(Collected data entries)

//! End-to-end tests of chains driven by a persisted state.

use parking_lot::Mutex;
use std::sync::atomic::{AtomicUsize, Ordering};
use std::sync::Arc;
use waypoint::builder::MachineBuilder;
use waypoint::core::{Context, Error, Handler, Middleware, Predicate};
use waypoint::state::{self, MemoryStore, State, Step, Store, StoreError};

/// Store wrapper counting reads and writes.
#[derive(Clone, Default)]
struct Counting {
    inner: MemoryStore,
    gets: Arc<AtomicUsize>,
    sets: Arc<AtomicUsize>,
}

impl Counting {
    fn sets(&self) -> usize {
        self.sets.load(Ordering::SeqCst)
    }
}

impl Store for Counting {
    fn get(&self) -> Result<Option<State>, StoreError> {
        self.gets.fetch_add(1, Ordering::SeqCst);
        self.inner.get()
    }

    fn set(&self, state: Option<State>) -> Result<(), StoreError> {
        self.sets.fetch_add(1, Ordering::SeqCst);
        self.inner.set(state)
    }
}

fn command(name: &'static str) -> Predicate {
    Predicate::new(move |ctx| ctx.value::<&str>("command") == Some(&name))
}

fn send(h: &Handler<Step>, name: &'static str) -> Result<Step, Error> {
    h.call(&Context::new().with_value("command", name))
}

/// Menu-driven flow: "open" pushes a screen, "back" pops, "fail" errors,
/// anything else stays put.
fn app(store: Counting) -> Handler<Step> {
    let screens = Middleware::identity()
        .on(command("open"), state::push("settings").then(Handler::none()))
        .on(command("deeper"), state::push("advanced").then(Handler::none()))
        .on(command("back"), state::pop().then(Handler::none()))
        .on(
            command("fail"),
            state::push("never").then(Handler::new(|_: &Context| Err(Error::msg("boom")))),
        );

    Handler::new(|_: &Context| Ok(Step::Stay)).using([
        MachineBuilder::new()
            .name("menu")
            .initial(State::new("home"))
            .store(move |_| store.clone())
            .build()
            .expect("store is set"),
        screens,
    ])
}

#[test]
fn transition_is_persisted_exactly_once() {
    let store = Counting::default();
    let h = app(store.clone());

    assert_eq!(send(&h, "open").unwrap().target().map(State::key), Some("settings"));
    assert_eq!(store.sets(), 1);
    assert_eq!(store.gets.load(Ordering::SeqCst), 1);
}

#[test]
fn failure_and_stay_never_persist() {
    let store = Counting::default();
    let h = app(store.clone());

    assert_eq!(send(&h, "fail").unwrap_err().to_string(), "boom");
    assert_eq!(send(&h, "noop").unwrap(), Step::Stay);
    assert_eq!(store.sets(), 0);
    assert!(store.inner.current().is_none());
}

#[test]
fn stack_round_trip_returns_to_bottom() {
    let store = Counting::default();
    let h = app(store.clone());

    send(&h, "open").unwrap();
    send(&h, "deeper").unwrap();
    assert_eq!(
        store.inner.current().unwrap().stack().map(State::key).collect::<Vec<_>>(),
        ["advanced", "settings", "home"]
    );

    send(&h, "back").unwrap();
    assert_eq!(store.inner.current().unwrap().key(), "settings");

    send(&h, "back").unwrap();
    assert_eq!(store.inner.current(), Some(State::new("home")));

    assert_eq!(
        store.inner.log().path(),
        vec![Some("settings"), Some("advanced"), Some("settings"), Some("home")]
    );
}

#[test]
fn popping_past_bottom_clears_store() {
    let store = Counting::default();
    store.inner.set(Some(State::new("home"))).unwrap();
    let h = app(store.clone());

    assert_eq!(send(&h, "back").unwrap(), Step::Transition(None));
    assert_eq!(store.inner.current(), None);
}

#[test]
fn branch_sees_loaded_state() {
    let store = MemoryStore::with_state(State::new("checkout"));
    let trace = Arc::new(Mutex::new(Vec::new()));
    let tag = |label: &'static str| {
        let trace = trace.clone();
        Middleware::new(move |ctx: &Context, next: &Handler<Step>| {
            trace.lock().push(label);
            next.call(ctx)
        })
    };

    let h = Handler::new(|_: &Context| Ok(Step::Stay)).using([
        state::machine({
            let store = store.clone();
            move |_| store.clone()
        }),
        tag("always").branch(state::matches("checkout"), [tag("checkout")]),
    ]);

    h.call(&Context::new()).unwrap();
    store.set(Some(State::new("browse"))).unwrap();
    h.call(&Context::new()).unwrap();

    assert_eq!(*trace.lock(), ["always", "checkout", "always"]);
}

#[test]
fn payload_travels_with_state() {
    let store = MemoryStore::new();
    let h = state::machine({
        let store = store.clone();
        move |_| store.clone()
    })
    .then(state::next(state::StateSource::computed(|ctx: &Context| {
        let count = state::current(ctx)
            .map(|s| s.value::<u32>())
            .transpose()?
            .unwrap_or(0);
        Ok(Some(State::new("counting").with_value(&(count + 1))?))
    }))
    .then(Handler::none()));

    for _ in 0..3 {
        h.call(&Context::new()).unwrap();
    }

    assert_eq!(store.current().unwrap().value::<u32>().unwrap(), 3);
}

#[tokio::test(flavor = "multi_thread", worker_threads = 4)]
async fn shared_chain_runs_concurrently() {
    let stores: Arc<Vec<MemoryStore>> = Arc::new((0..8).map(|_| MemoryStore::new()).collect());
    let h = {
        let stores = stores.clone();
        state::machine(move |ctx: &Context| {
            stores[*ctx.value::<usize>("user").unwrap_or(&0)].clone()
        })
        .then(state::push("visited").then(Handler::none()))
    };

    let tasks: Vec<_> = (0..8usize)
        .map(|user| {
            let h = h.clone();
            tokio::spawn(async move {
                for _ in 0..5 {
                    h.call(&Context::new().with_value("user", user)).unwrap();
                }
            })
        })
        .collect();
    for task in tasks {
        task.await.unwrap();
    }

    for store in stores.iter() {
        assert_eq!(store.current().unwrap().depth(), 5);
        assert_eq!(store.log().len(), 5);
    }
}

■ WHAT IS EXPECTED
Check all the records above and select each line where the string "then" is found.

■ RESPONSE AREA
        .on(command("open"), state::push("settings").then(Handler::none()))
        .on(command("deeper"), state::push("advanced").then(Handler::none()))
        .on(command("back"), state::pop().then(Handler::none()))
            state::push("never").then(Handler::new(|_: &Context| Err(Error::msg("boom")))),
    .then(state::next(state::StateSource::computed(|ctx: &Context| {
    .then(Handler::none()));
        .then(state::push("visited").then(Handler::none()))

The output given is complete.